This thread came along at exactly the right time for me. I'd like to share what I've been doing that's helped my speed, and also ask for some advice.

I try to do about half an hour of just tremolo practice daily. That's what I *try* to do. In general if I manage to do that 4 days out of 7 I call it a win. :-)

I use an (online) metronome. I start at a speed well within my comfort zone and then work up at +10bpm until things start to fall apart and then back off 5 and finish there.

At each speed I start at the G string and hang out there about 2 minutes, then go up through each string in turn for the same ~2min, and then back down. I concentrate on crossing the strings smoothly and keeping in time. Then I do 2 strings at a time, GD then DA then AE.

I've gotten a lot better at relaxing my right arm. Just not holding the pick too tight actually made a huge difference for all the muscle groups. But I still find I get tension and hence fatigue, mostly at my shoulder and my bicep. Is there any advice on how to work on that?
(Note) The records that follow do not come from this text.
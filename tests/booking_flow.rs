mod common;

use chrono::{Duration, Utc};
use futures::future::join_all;

use cinema_booking::models::{BookingStatus, SeatState};
use cinema_booking::AppError;

#[tokio::test]
async fn disjoint_seat_sets_book_concurrently() {
    let c = common::setup().await;

    let (first, second) = tokio::join!(
        c.state.booking.start_booking(c.show.id, &c.seats[0..2], None),
        c.state.booking.start_booking(c.show.id, &c.seats[2..4], None),
    );

    assert!(first.is_ok(), "first booking failed: {first:?}");
    assert!(second.is_ok(), "second booking failed: {second:?}");
}

#[tokio::test]
async fn contested_seat_goes_to_exactly_one_booker() {
    let c = common::setup().await;
    let contested = c.seats[0];

    let mut handles = Vec::new();
    for _ in 0..4 {
        let state = c.state.clone();
        let show_id = c.show.id;
        handles.push(tokio::spawn(async move {
            state.booking.start_booking(show_id, &[contested], None).await
        }));
    }
    let results: Vec<_> = join_all(handles)
        .await
        .into_iter()
        .map(|joined| joined.expect("task panicked"))
        .collect();

    let winners = results.iter().filter(|r| r.is_ok()).count();
    assert_eq!(winners, 1, "exactly one racer may hold the seat");
    for result in results {
        if let Err(err) = result {
            match err {
                AppError::SeatsUnavailable { conflicting, .. } => {
                    assert!(conflicting.contains(&contested));
                }
                other => panic!("expected SeatsUnavailable, got {other}"),
            }
        }
    }
}

#[tokio::test]
async fn held_seats_are_not_available() {
    let c = common::setup().await;

    let booking = c
        .state
        .booking
        .start_booking(c.show.id, &c.seats[0..2], None)
        .await
        .unwrap();

    let free = c.state.availability.available_seats(c.show.id).await.unwrap();
    assert!(!free.contains(&c.seats[0]));
    assert!(!free.contains(&c.seats[1]));
    assert!(free.contains(&c.seats[2]));

    let status = c
        .state
        .availability
        .seat_status(c.show.id, c.seats[0])
        .await
        .unwrap();
    assert!(matches!(status, SeatState::Held { booking_id, .. } if booking_id == booking.id));
}

#[tokio::test]
async fn cancel_returns_seats_and_allows_rebooking() {
    let c = common::setup().await;

    let booking = c
        .state
        .booking
        .start_booking(c.show.id, &c.seats[0..3], None)
        .await
        .unwrap();
    let cancelled = c.state.booking.cancel_booking(booking.id).await.unwrap();
    assert_eq!(cancelled.status, BookingStatus::Cancelled);

    let free = c.state.availability.available_seats(c.show.id).await.unwrap();
    for seat in &c.seats[0..3] {
        assert!(free.contains(seat));
    }

    c.state
        .booking
        .start_booking(c.show.id, &c.seats[0..3], None)
        .await
        .expect("seats must be bookable again after cancel");
}

#[tokio::test]
async fn confirm_finalizes_booking_and_seats() {
    let c = common::setup().await;

    let booking = c
        .state
        .booking
        .start_booking(c.show.id, &[c.seats[0]], None)
        .await
        .unwrap();
    let confirmed = c.state.booking.confirm_booking(booking.id).await.unwrap();
    assert_eq!(confirmed.status, BookingStatus::Confirmed);

    let status = c
        .state
        .availability
        .seat_status(c.show.id, c.seats[0])
        .await
        .unwrap();
    assert!(matches!(status, SeatState::Booked { booking_id } if booking_id == booking.id));

    // A booked seat is a conflict for the next request.
    let err = c
        .state
        .booking
        .start_booking(c.show.id, &[c.seats[0]], None)
        .await
        .unwrap_err();
    assert!(matches!(err, AppError::SeatsUnavailable { .. }));
}

#[tokio::test]
async fn confirm_after_expiry_cancels_booking() {
    let c = common::setup().await;

    // Zero-second hold: expired the moment it is taken.
    let booking = c
        .state
        .booking
        .start_booking(c.show.id, &c.seats[0..2], Some(0))
        .await
        .unwrap();

    let err = c.state.booking.confirm_booking(booking.id).await.unwrap_err();
    assert!(matches!(err, AppError::Expired { booking_id } if booking_id == booking.id));

    let after = c.state.booking.booking(booking.id).await.unwrap();
    assert_eq!(after.status, BookingStatus::Cancelled);

    let free = c.state.availability.available_seats(c.show.id).await.unwrap();
    assert!(free.contains(&c.seats[0]));
    assert!(free.contains(&c.seats[1]));
}

#[tokio::test]
async fn expired_hold_reads_as_free_before_sweep() {
    let c = common::setup().await;

    c.state
        .booking
        .start_booking(c.show.id, &[c.seats[0]], Some(0))
        .await
        .unwrap();

    // No sweep has run, but the lapsed hold must not block reads or takers.
    let free = c.state.availability.available_seats(c.show.id).await.unwrap();
    assert!(free.contains(&c.seats[0]));
    let status = c
        .state
        .availability
        .seat_status(c.show.id, c.seats[0])
        .await
        .unwrap();
    assert_eq!(status, SeatState::Free);

    c.state
        .booking
        .start_booking(c.show.id, &[c.seats[0]], None)
        .await
        .expect("expired hold must be re-takeable");
}

#[tokio::test]
async fn sweep_releases_stale_holds_and_cancels_owner() {
    let c = common::setup().await;

    let stale = c
        .state
        .booking
        .start_booking(c.show.id, &c.seats[0..2], Some(0))
        .await
        .unwrap();
    let live = c
        .state
        .booking
        .start_booking(c.show.id, &[c.seats[2]], Some(3600))
        .await
        .unwrap();

    let outcome = c
        .state
        .booking
        .expire_stale_holds(Utc::now())
        .await
        .unwrap();
    assert_eq!(outcome.holds_released, 2);
    assert_eq!(outcome.bookings_cancelled, 1);

    assert_eq!(
        c.state.booking.booking(stale.id).await.unwrap().status,
        BookingStatus::Cancelled
    );
    // The live hold is untouched.
    assert_eq!(
        c.state.booking.booking(live.id).await.unwrap().status,
        BookingStatus::Pending
    );
}

#[tokio::test]
async fn second_cancel_is_already_final_and_releases_nothing() {
    let c = common::setup().await;

    let first = c
        .state
        .booking
        .start_booking(c.show.id, &[c.seats[0]], None)
        .await
        .unwrap();
    c.state.booking.cancel_booking(first.id).await.unwrap();

    // Someone else takes the seat, then the stale cancel is retried.
    let second = c
        .state
        .booking
        .start_booking(c.show.id, &[c.seats[0]], None)
        .await
        .unwrap();
    let err = c.state.booking.cancel_booking(first.id).await.unwrap_err();
    assert!(matches!(
        err,
        AppError::AlreadyFinal {
            status: BookingStatus::Cancelled,
            ..
        }
    ));

    // The retried cancel must not have freed the new owner's hold.
    let status = c
        .state
        .availability
        .seat_status(c.show.id, c.seats[0])
        .await
        .unwrap();
    assert!(matches!(status, SeatState::Held { booking_id, .. } if booking_id == second.id));
}

#[tokio::test]
async fn cancelling_a_confirmed_booking_frees_its_seats() {
    let c = common::setup().await;

    let booking = c
        .state
        .booking
        .start_booking(c.show.id, &c.seats[0..2], None)
        .await
        .unwrap();
    c.state.booking.confirm_booking(booking.id).await.unwrap();
    c.state.booking.cancel_booking(booking.id).await.unwrap();

    let free = c.state.availability.available_seats(c.show.id).await.unwrap();
    assert!(free.contains(&c.seats[0]));
    assert!(free.contains(&c.seats[1]));
}

#[tokio::test]
async fn invalid_requests_are_rejected() {
    let c = common::setup().await;

    let err = c
        .state
        .booking
        .start_booking(c.show.id, &[], None)
        .await
        .unwrap_err();
    assert!(matches!(err, AppError::InvalidRequest(_)));

    let err = c
        .state
        .booking
        .start_booking(9999, &[c.seats[0]], None)
        .await
        .unwrap_err();
    assert!(matches!(err, AppError::NotFound { resource: "show", .. }));

    // A seat from another room is invalid for this show.
    let other_room = c
        .state
        .catalog
        .add_show_room("Screen 2", &[("X1".to_string(), c.standard_kind)])
        .unwrap();
    let err = c
        .state
        .booking
        .start_booking(c.show.id, &[other_room.seat_ids[0]], None)
        .await
        .unwrap_err();
    assert!(matches!(err, AppError::InvalidRequest(_)));
}

#[tokio::test]
async fn show_is_booked_out_once_every_seat_is_taken() {
    let c = common::setup().await;
    assert!(c.state.availability.has_free_seats(c.show.id).await.unwrap());

    let mut all = c.seats.clone();
    all.push(c.vip_seat);
    c.state
        .booking
        .start_booking(c.show.id, &all, None)
        .await
        .unwrap();

    assert!(!c.state.availability.has_free_seats(c.show.id).await.unwrap());
}

#[tokio::test]
async fn ticket_lists_seat_labels() {
    let c = common::setup().await;

    let booking = c
        .state
        .booking
        .start_booking(c.show.id, &[c.seats[0], c.vip_seat], None)
        .await
        .unwrap();
    let seats = c.state.booking.booking_seats(booking.id).await.unwrap();
    let labels: Vec<&str> = seats.iter().map(|s| s.name.as_str()).collect();
    assert_eq!(labels, vec!["S1", "V1"]);
}

#[tokio::test]
async fn pricing_uses_base_price_and_latest_premium() {
    let c = common::setup().await;

    // Base 100: standard stays at 100, vip (50%) comes to 150.
    assert_eq!(c.state.pricing.price_of(c.show.id, c.seats[0]).unwrap(), 100);
    assert_eq!(c.state.pricing.price_of(c.show.id, c.vip_seat).unwrap(), 150);

    // A newer premium record wins over the old one.
    c.state.catalog.set_seat_kind_premium(c.vip_kind, 25).unwrap();
    assert_eq!(c.state.pricing.price_of(c.show.id, c.vip_seat).unwrap(), 125);

    // Pricing a seat of another room against this show is invalid.
    let other_room = c
        .state
        .catalog
        .add_show_room("Screen 2", &[("X1".to_string(), c.standard_kind)])
        .unwrap();
    let err = c
        .state
        .pricing
        .price_of(c.show.id, other_room.seat_ids[0])
        .unwrap_err();
    assert!(matches!(err, AppError::InvalidRequest(_)));
}

#[tokio::test]
async fn custom_hold_duration_is_respected() {
    let c = common::setup().await;

    let booking = c
        .state
        .booking
        .start_booking(c.show.id, &[c.seats[0]], Some(7200))
        .await
        .unwrap();
    let remaining = booking.hold_expires_at - Utc::now();
    assert!(remaining > Duration::seconds(7000));

    // Nothing to sweep: the hold is far from expiry.
    let outcome = c
        .state
        .booking
        .expire_stale_holds(Utc::now())
        .await
        .unwrap();
    assert_eq!(outcome.holds_released, 0);
}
The other thing is, while my current best is about 140 bpm for tremelo (16th notes), I can't fret anywhere near that fast. Doing 8th notes at that speed is right on my ragged edge. (My benchmark song is Jerusalem Ridge because, one, lots of variety in rhythms and string crossing and two, cmon, it's Jerusalem Ridge!) What kind of exercises have worked for you to speed up your fretting hand?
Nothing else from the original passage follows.